▸ **GOAL OF THE EXERCISE**
For the listing below, state how many lines include "CountryFamily". The number alone is the answer.

▸ **STUDY MATERIAL**
---------------

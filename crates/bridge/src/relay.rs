use std::sync::atomic::{AtomicBool, Ordering};
use std::sync::Arc;

use store::KvStore;
use tokio::sync::mpsc;
use tokio::task::JoinHandle;
use tracing::{debug, info, warn};

use crate::diagnostics::DiagnosticSink;
use crate::errors::InitError;
use crate::observability;
use crate::ports::{PortHandle, StorageCommand, StorageResponse};

/// The bridge between an application core's ports and a key-value store.
///
/// Holds no durable state of its own; the injected store is the only
/// thing that outlives the relay task.
pub struct StorageBridge {
    store: Arc<dyn KvStore>,
    sink: Arc<dyn DiagnosticSink>,
    clear_scope: Option<String>,
    registered: AtomicBool,
}

impl StorageBridge {
    /// `clear_scope` is the key prefix `Clear` is limited to; `None` wipes
    /// the whole store.
    pub fn new(
        store: Arc<dyn KvStore>,
        sink: Arc<dyn DiagnosticSink>,
        clear_scope: Option<String>,
    ) -> Self {
        Self { store, sink, clear_scope, registered: AtomicBool::new(false) }
    }

    /// Subscribe to the port pair and spawn the relay task.
    ///
    /// Probes the store first and refuses a second registration; both
    /// failures belong to the host's startup path. The returned handle
    /// completes when the core drops its command sender.
    pub async fn register(&self, ports: PortHandle) -> Result<JoinHandle<()>, InitError> {
        self.store.probe().await?;
        if self.registered.swap(true, Ordering::SeqCst) {
            return Err(InitError::AlreadyRegistered);
        }
        let relay = Relay {
            store: self.store.clone(),
            sink: self.sink.clone(),
            clear_scope: self.clear_scope.clone(),
        };
        info!("storage bridge registered");
        Ok(tokio::spawn(relay.run(ports)))
    }
}

struct Relay {
    store: Arc<dyn KvStore>,
    sink: Arc<dyn DiagnosticSink>,
    clear_scope: Option<String>,
}

impl Relay {
    /// Drain the command port in arrival order, one command to completion
    /// at a time. Runs until the core drops its sender.
    async fn run(self, mut ports: PortHandle) {
        while let Some(cmd) = ports.commands.recv().await {
            observability::COMMANDS_TOTAL.inc();
            self.handle(cmd, &ports.responses).await;
        }
        debug!("command port closed, bridge relay finished");
    }

    async fn handle(&self, cmd: StorageCommand, responses: &mpsc::Sender<StorageResponse>) {
        match cmd {
            StorageCommand::Set { key, value } => {
                if let Err(e) = self.store.set(&key, &value).await {
                    self.sink.store_error("set", Some(&key), &e);
                }
            }
            StorageCommand::Get { key } => {
                // a failed read answers Absent so every Get gets its reply
                let value = match self.store.get(&key).await {
                    Ok(v) => v,
                    Err(e) => {
                        self.sink.store_error("get", Some(&key), &e);
                        None
                    }
                };
                let resp = match value {
                    Some(value) => StorageResponse::Value { key, value },
                    None => StorageResponse::Absent { key },
                };
                if responses.send(resp).await.is_ok() {
                    observability::RESPONSES_TOTAL.inc();
                } else {
                    warn!("response port closed, dropping reply");
                }
            }
            StorageCommand::Remove { key } => {
                // absent key is a silent no-op: remove returns Ok(false)
                if let Err(e) = self.store.remove(&key).await {
                    self.sink.store_error("remove", Some(&key), &e);
                }
            }
            StorageCommand::Clear => self.clear().await,
        }
    }

    async fn clear(&self) {
        let keys = match self.store.keys().await {
            Ok(keys) => keys,
            Err(e) => {
                self.sink.store_error("clear", None, &e);
                return;
            }
        };
        for key in keys {
            if let Some(prefix) = &self.clear_scope {
                if !key.starts_with(prefix.as_str()) {
                    continue;
                }
            }
            if let Err(e) = self.store.remove(&key).await {
                self.sink.store_error("clear", Some(&key), &e);
            }
        }
    }
}
use once_cell::sync::Lazy;
use prometheus::{register_int_counter, Encoder, IntCounter, TextEncoder};

// Prometheus metrics (default registry)
pub static COMMANDS_TOTAL: Lazy<IntCounter> = Lazy::new(|| {
    register_int_counter!(
        "storage_bridge_commands_total",
        "Total storage commands relayed"
    )
    .expect("register commands_total")
});

pub static RESPONSES_TOTAL: Lazy<IntCounter> = Lazy::new(|| {
    register_int_counter!(
        "storage_bridge_responses_total",
        "Total responses sent back to the core"
    )
    .expect("register responses_total")
});

pub static STORE_ERRORS_TOTAL: Lazy<IntCounter> = Lazy::new(|| {
    register_int_counter!(
        "storage_bridge_store_errors_total",
        "Total store operations that failed"
    )
    .expect("register store_errors_total")
});

pub fn encode_metrics() -> (axum::http::StatusCode, String) {
    let encoder = TextEncoder::new();
    let metric_families = prometheus::gather();
    let mut buffer = Vec::new();
    if let Err(e) = encoder.encode(&metric_families, &mut buffer) {
        return (
            axum::http::StatusCode::INTERNAL_SERVER_ERROR,
            format!("metrics encode error: {e}"),
        );
    }
    (
        axum::http::StatusCode::OK,
        String::from_utf8(buffer).unwrap_or_default(),
    )
}
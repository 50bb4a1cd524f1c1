use std::ffi::OsString;
use std::fmt;
use std::fs::File;
use std::path::{Path, PathBuf};
use std::process::Command;
use tracing::debug;

/// A failure reported by the melt service
#[derive(Debug)]
pub struct MeltError {
    message: String,
    source: Option<Box<dyn std::error::Error + Send + Sync + 'static>>,
}

impl MeltError {
    /// Create an error with a description of what went wrong
    pub fn new<T: Into<String>>(message: T) -> Self {
        MeltError {
            message: message.into(),
            source: None,
        }
    }

    /// Create an error caused by another error
    pub fn with_source<T, E>(message: T, source: E) -> Self
    where
        T: Into<String>,
        E: std::error::Error + Send + Sync + 'static,
    {
        MeltError {
            message: message.into(),
            source: Some(Box::new(source)),
        }
    }
}

impl fmt::Display for MeltError {
    fn fmt(&self, f: &mut fmt::Formatter) -> fmt::Result {
        match &self.source {
            Some(source) => write!(f, "{}: {}", self.message, source),
            None => f.write_str(&self.message),
        }
    }
}

impl std::error::Error for MeltError {
    fn source(&self) -> Option<&(dyn std::error::Error + 'static)> {
        self.source
            .as_ref()
            .map(|x| x.as_ref() as &(dyn std::error::Error + 'static))
    }
}

/// The external service that decodes a compressed save into plaintext.
///
/// A melter reads the save at `save` and writes plaintext script to
/// `output`. Closures with the same signature are melters, which keeps
/// tests free of external processes.
///
/// ```
/// use rome_loader::save::{Melter, MeltError};
/// use std::path::Path;
///
/// let melter = |_save: &Path, output: &Path| {
///     std::fs::write(output, "date=450.10.1").map_err(|e| MeltError::with_source("write", e))
/// };
/// let dir = tempfile::tempdir().unwrap();
/// let out = dir.path().join("melted_save.rome");
/// melter.melt(Path::new("save.rome"), &out).unwrap();
/// assert_eq!(std::fs::read(&out).unwrap(), b"date=450.10.1");
/// ```
pub trait Melter: Send + Sync {
    /// Write the plaintext form of `save` to `output`
    fn melt(&self, save: &Path, output: &Path) -> Result<(), MeltError>;
}

impl<F> Melter for F
where
    F: Fn(&Path, &Path) -> Result<(), MeltError> + Send + Sync,
{
    fn melt(&self, save: &Path, output: &Path) -> Result<(), MeltError> {
        self(save, output)
    }
}

/// Melts saves by running an external program that prints the plaintext
/// save to stdout.
///
/// The default invocation is `rakaly melt --unknown-key stringify
/// --to-stdout <save>`.
#[derive(Debug, Clone)]
pub struct CommandMelter {
    program: PathBuf,
    args: Vec<OsString>,
}

impl Default for CommandMelter {
    fn default() -> Self {
        CommandMelter::new("rakaly")
            .arg("melt")
            .arg("--unknown-key")
            .arg("stringify")
            .arg("--to-stdout")
    }
}

impl CommandMelter {
    /// Run the given program with no leading arguments
    pub fn new<P: Into<PathBuf>>(program: P) -> Self {
        CommandMelter {
            program: program.into(),
            args: Vec::new(),
        }
    }

    /// Append an argument that comes before the save path
    pub fn arg<S: Into<OsString>>(mut self, arg: S) -> Self {
        self.args.push(arg.into());
        self
    }

    /// The program that will be run
    pub fn program(&self) -> &Path {
        &self.program
    }
}

impl Melter for CommandMelter {
    fn melt(&self, save: &Path, output: &Path) -> Result<(), MeltError> {
        let out = File::create(output).map_err(|e| {
            MeltError::with_source(format!("unable to create {}", output.display()), e)
        })?;

        debug!(
            "running {} {:?} {}",
            self.program.display(),
            self.args,
            save.display()
        );

        let result = Command::new(&self.program)
            .args(&self.args)
            .arg(save)
            .stdout(out)
            .output()
            .map_err(|e| {
                MeltError::with_source(format!("unable to run {}", self.program.display()), e)
            })?;

        if result.status.success() {
            Ok(())
        } else {
            let stderr = String::from_utf8_lossy(&result.stderr);
            Err(MeltError::new(format!(
                "{} exited with {}: {}",
                self.program.display(),
                result.status,
                stderr.trim()
            )))
        }
    }
}
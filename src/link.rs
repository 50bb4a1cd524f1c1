//! Resolve the references between entity collections once every collection
//! has been built.
//!
//! A reference whose target is missing never aborts the load. The field is
//! cleared, a warning is logged, and an [`OrphanReference`] is recorded in
//! the [`LinkReport`].

use crate::errors::{Error, LoadStage};
use crate::model::{rebuild_children, Collection, Country, CountryKey, Link, RulerTerm};
use crate::text::Parser;
use crate::World;
use std::cell::RefCell;
use std::collections::{BTreeMap, HashMap, HashSet};
use std::fmt;
use std::path::Path;
use tracing::{debug, info, warn};

/// A kind of reference between two collections
#[derive(Debug, Clone, Copy, PartialEq, Eq, PartialOrd, Ord, Hash)]
pub enum Relation {
    CharacterFamily,
    CharacterCountry,
    CharacterParent,
    ProvincePop,
    ProvinceOwner,
    CountryFamily,
    CountryCapital,
    CountryMonarch,
    RulerTermCharacter,
    UnitCountry,
    UnitSubunit,
    GovernorshipCountry,
    GovernorshipCharacter,
    PlayedCountry,
    PrehistoryCountry,
}

impl Relation {
    /// A short name for logs
    pub fn as_str(&self) -> &'static str {
        match self {
            Relation::CharacterFamily => "character family",
            Relation::CharacterCountry => "character country",
            Relation::CharacterParent => "character parent",
            Relation::ProvincePop => "province pop",
            Relation::ProvinceOwner => "province owner",
            Relation::CountryFamily => "country family",
            Relation::CountryCapital => "country capital",
            Relation::CountryMonarch => "country monarch",
            Relation::RulerTermCharacter => "ruler term character",
            Relation::UnitCountry => "unit country",
            Relation::UnitSubunit => "unit subunit",
            Relation::GovernorshipCountry => "governorship country",
            Relation::GovernorshipCharacter => "governorship character",
            Relation::PlayedCountry => "played country",
            Relation::PrehistoryCountry => "prehistory country",
        }
    }
}

impl fmt::Display for Relation {
    fn fmt(&self, f: &mut fmt::Formatter) -> fmt::Result {
        f.write_str(self.as_str())
    }
}

/// A reference to an ID that does not exist in the target collection
#[derive(Debug, Clone, PartialEq, Eq)]
pub struct OrphanReference {
    pub relation: Relation,

    /// ID of the entity holding the reference
    pub from: u64,

    /// The missing ID
    pub to: u64,
}

/// A country whose historical regnal numbers disagree with its pre-Imperator
/// rulers
#[derive(Debug, Clone, PartialEq, Eq)]
pub struct RegnalMismatch {
    pub country: u64,
    pub tag: String,
    pub expected: BTreeMap<String, u64>,
    pub found: BTreeMap<String, u64>,
}

/// Outcome of linking
#[derive(Debug, Clone, Default, PartialEq, Eq)]
pub struct LinkReport {
    linked: BTreeMap<Relation, usize>,
    orphans: Vec<OrphanReference>,
    pruned_families: Vec<u64>,
    regnal_mismatches: Vec<RegnalMismatch>,
}

impl LinkReport {
    /// Number of references of the relation that resolved
    pub fn linked(&self, relation: Relation) -> usize {
        self.linked.get(&relation).copied().unwrap_or(0)
    }

    /// References whose target was missing
    pub fn orphans(&self) -> &[OrphanReference] {
        &self.orphans
    }

    /// Number of orphans of a relation
    pub fn orphan_count(&self, relation: Relation) -> usize {
        self.orphans.iter().filter(|x| x.relation == relation).count()
    }

    /// Families removed for having no members
    pub fn pruned_families(&self) -> &[u64] {
        &self.pruned_families
    }

    /// Countries that failed the regnal number check
    pub fn regnal_mismatches(&self) -> &[RegnalMismatch] {
        &self.regnal_mismatches
    }

    fn link<F>(&mut self, relation: Relation, from: u64, link: &mut Link, exists: F)
    where
        F: FnOnce(u64) -> bool,
    {
        match link.resolve(exists) {
            Some(Ok(_)) => *self.linked.entry(relation).or_default() += 1,
            Some(Err(to)) => self.orphan(relation, from, to),
            None => {}
        }
    }

    fn count(&mut self, relation: Relation, linked: usize) {
        *self.linked.entry(relation).or_default() += linked;
    }

    fn orphan(&mut self, relation: Relation, from: u64, to: u64) {
        warn!("{} {} references missing id {}", relation, from, to);
        self.orphans.push(OrphanReference { relation, from, to });
    }
}

/// Resolve every pending reference in the world.
///
/// Runs in a fixed order: characters to families (families without members
/// are then pruned), characters to countries and parents, provinces to pops
/// and owners, countries to families, capitals, monarchs and rulers, units,
/// governorships, and played countries. Children caches are rebuilt and
/// ruler terms are sorted by start date at the end.
pub fn link_world(world: &mut World) -> LinkReport {
    let mut report = LinkReport::default();
    link_character_families(world, &mut report);
    prune_families(world, &mut report);
    link_characters(world, &mut report);
    link_provinces(world, &mut report);
    link_countries(world, &mut report);
    link_units(world, &mut report);
    link_governorships(world, &mut report);
    link_played_countries(world, &mut report);

    let edges = rebuild_children(&mut world.characters);
    info!("<> {} parent child links rebuilt", edges);

    for country in world.countries.iter_mut() {
        country.sort_ruler_terms();
    }

    info!("<> {} orphaned references", report.orphans.len());
    report
}

fn link_character_families(world: &mut World, report: &mut LinkReport) {
    let families = &mut world.families;
    for family in families.iter_mut() {
        family.members.clear();
    }

    for character in world.characters.iter_mut() {
        let id = character.id;
        report.link(Relation::CharacterFamily, id, &mut character.family, |x| {
            families.contains(x)
        });
        if let Some(family) = character.family.resolved().and_then(|x| families.get_mut(x)) {
            family.members.push(id);
        }
    }

    info!(
        "<> {} characters linked to families",
        report.linked(Relation::CharacterFamily)
    );
}

fn prune_families(world: &mut World, report: &mut LinkReport) {
    let mut pruned = Vec::new();
    world.families.retain(|family| {
        if family.members.is_empty() {
            pruned.push(family.id);
            false
        } else {
            true
        }
    });

    info!("<> {} families without members removed", pruned.len());
    report.pruned_families.extend(pruned);
}

fn link_characters(world: &mut World, report: &mut LinkReport) {
    let countries = &world.countries;
    let known: HashSet<u64> = world.characters.iter().map(|x| x.id).collect();
    for character in world.characters.iter_mut() {
        let id = character.id;
        report.link(Relation::CharacterCountry, id, &mut character.country, |x| {
            countries.contains(x)
        });
        report.link(Relation::CharacterParent, id, &mut character.father, |x| {
            known.contains(&x)
        });
        report.link(Relation::CharacterParent, id, &mut character.mother, |x| {
            known.contains(&x)
        });
    }

    info!(
        "<> {} characters linked to countries",
        report.linked(Relation::CharacterCountry)
    );
}

fn link_provinces(world: &mut World, report: &mut LinkReport) {
    let pops = &world.pops;
    let countries = &mut world.countries;
    for country in countries.iter_mut() {
        country.provinces.clear();
    }

    for province in world.provinces.iter_mut() {
        let id = province.id;
        let orphans = province.pops.resolve(|x| pops.contains(x));
        report.count(Relation::ProvincePop, province.pops.resolved().len());
        for to in orphans {
            report.orphan(Relation::ProvincePop, id, to);
        }

        report.link(Relation::ProvinceOwner, id, &mut province.owner, |x| {
            countries.contains(x)
        });
        if let Some(country) = province.owner.resolved().and_then(|x| countries.get_mut(x)) {
            country.provinces.push(id);
        }
    }

    info!("<> {} pops linked to provinces", report.linked(Relation::ProvincePop));
    info!(
        "<> {} provinces linked to countries",
        report.linked(Relation::ProvinceOwner)
    );
}

fn link_countries(world: &mut World, report: &mut LinkReport) {
    let families = &world.families;
    let provinces = &world.provinces;
    let characters = &world.characters;
    for country in world.countries.iter_mut() {
        let id = country.id;
        let orphans = country.families.resolve(|x| families.contains(x));
        report.count(Relation::CountryFamily, country.families.resolved().len());
        for to in orphans {
            report.orphan(Relation::CountryFamily, id, to);
        }

        report.link(Relation::CountryCapital, id, &mut country.capital, |x| {
            provinces.contains(x)
        });
        report.link(Relation::CountryMonarch, id, &mut country.monarch, |x| {
            characters.contains(x)
        });

        for term in country.ruler_terms.iter_mut() {
            report.link(Relation::RulerTermCharacter, id, &mut term.character, |x| {
                characters.contains(x)
            });
        }
    }

    info!(
        "<> {} families linked to countries",
        report.linked(Relation::CountryFamily)
    );
    info!(
        "<> {} ruler terms linked to characters",
        report.linked(Relation::RulerTermCharacter)
    );
}

fn link_units(world: &mut World, report: &mut LinkReport) {
    let countries = &world.countries;
    let subunits = &world.armies.subunits;
    for unit in world.armies.units.iter_mut() {
        let id = unit.id;
        report.link(Relation::UnitCountry, id, &mut unit.country, |x| {
            countries.contains(x)
        });

        let orphans = unit.subunits.resolve(|x| subunits.contains(x));
        report.count(Relation::UnitSubunit, unit.subunits.resolved().len());
        for to in orphans {
            report.orphan(Relation::UnitSubunit, id, to);
        }
    }

    info!("<> {} units linked to countries", report.linked(Relation::UnitCountry));
}

fn link_governorships(world: &mut World, report: &mut LinkReport) {
    let countries = &world.countries;
    let characters = &world.characters;
    for (idx, job) in world.governorships.iter_mut().enumerate() {
        let from = idx as u64;
        report.link(Relation::GovernorshipCountry, from, &mut job.country, |x| {
            countries.contains(x)
        });
        report.link(Relation::GovernorshipCharacter, from, &mut job.character, |x| {
            characters.contains(x)
        });
    }

    info!(
        "<> {} governorships linked",
        report.linked(Relation::GovernorshipCharacter)
    );
}

fn link_played_countries(world: &mut World, report: &mut LinkReport) {
    let mut players = Vec::with_capacity(world.player_countries.len());
    for id in world.player_countries.drain(..) {
        match world.countries.get_mut(id) {
            Some(country) => {
                country.player = true;
                report.count(Relation::PlayedCountry, 1);
                players.push(id);
            }
            None => report.orphan(Relation::PlayedCountry, 0, id),
        }
    }
    world.player_countries = players;
}

/// Read pre-Imperator ruler terms from a script file and add them to their
/// countries. Returns the number of terms added.
pub fn load_prehistory(
    path: &Path,
    countries: &mut Collection<Country>,
    report: &mut LinkReport,
) -> Result<usize, Error> {
    info!("Loading pre-Imperator rulers from {}", path.display());
    let data = std::fs::read(path).map_err(|e| Error::io(LoadStage::Link, e))?;
    apply_prehistory(&data, countries, report)
}

/// Add the ruler terms of prehistory script text to their countries, sort
/// the terms, and run the regnal number check
pub fn apply_prehistory(
    data: &[u8],
    countries: &mut Collection<Country>,
    report: &mut LinkReport,
) -> Result<usize, Error> {
    let terms = RefCell::new(Vec::new());
    let mut parser = Parser::new();
    parser.register("ruler", |_, v| {
        if let Some(term) = RulerTerm::parse_prehistory(v)? {
            terms.borrow_mut().push(term);
        } else {
            warn!("skipping pre-Imperator ruler without a start date at {}", v.position());
        }
        Ok(())
    });
    parser.parse_slice(data)?;

    let tags: HashMap<String, u64> = countries
        .iter()
        .map(|x| (x.tag.clone(), x.id))
        .collect();

    let mut added = 0;
    for term in terms.into_inner() {
        let key = term.pre_imperator.as_ref().and_then(|x| x.country.clone());
        let target = match &key {
            Some(CountryKey::Id(id)) => Some(*id),
            Some(CountryKey::Tag(tag)) => tags.get(tag).copied(),
            None => None,
        };

        match target.and_then(|id| countries.get_mut(id)) {
            Some(country) => {
                country.ruler_terms.push(term);
                added += 1;
            }
            None => {
                warn!("skipping pre-Imperator ruler for missing country {:?}", key);
                if let Some(CountryKey::Id(id)) = key {
                    report.orphan(Relation::PrehistoryCountry, 0, id);
                }
            }
        }
    }

    for country in countries.iter_mut() {
        country.sort_ruler_terms();
    }

    report.count(Relation::PrehistoryCountry, added);
    report.regnal_mismatches = verify_regnal_numbers(countries);
    info!("<> {} pre-Imperator ruler terms added", added);
    Ok(added)
}

/// Compare how often each pre-Imperator ruler name occurs with the country's
/// historical regnal numbers
pub fn verify_regnal_numbers(countries: &Collection<Country>) -> Vec<RegnalMismatch> {
    let mut mismatches = Vec::new();
    for country in countries.iter() {
        let mut found: BTreeMap<String, u64> = BTreeMap::new();
        let names = country
            .ruler_terms
            .iter()
            .filter_map(|x| x.pre_imperator.as_ref())
            .filter_map(|x| x.name.as_ref());
        for name in names {
            *found.entry(name.clone()).or_default() += 1;
        }

        if found != country.historical_regnal_numbers {
            debug!(
                "regnal numbers of {} do not match its pre-Imperator rulers: {:?} vs {:?}",
                country.tag, country.historical_regnal_numbers, found
            );
            mismatches.push(RegnalMismatch {
                country: country.id,
                tag: country.tag.clone(),
                expected: country.historical_regnal_numbers.clone(),
                found,
            });
        }
    }

    mismatches
}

---------------

▸ **RESULT OF THE EXERCISE**
5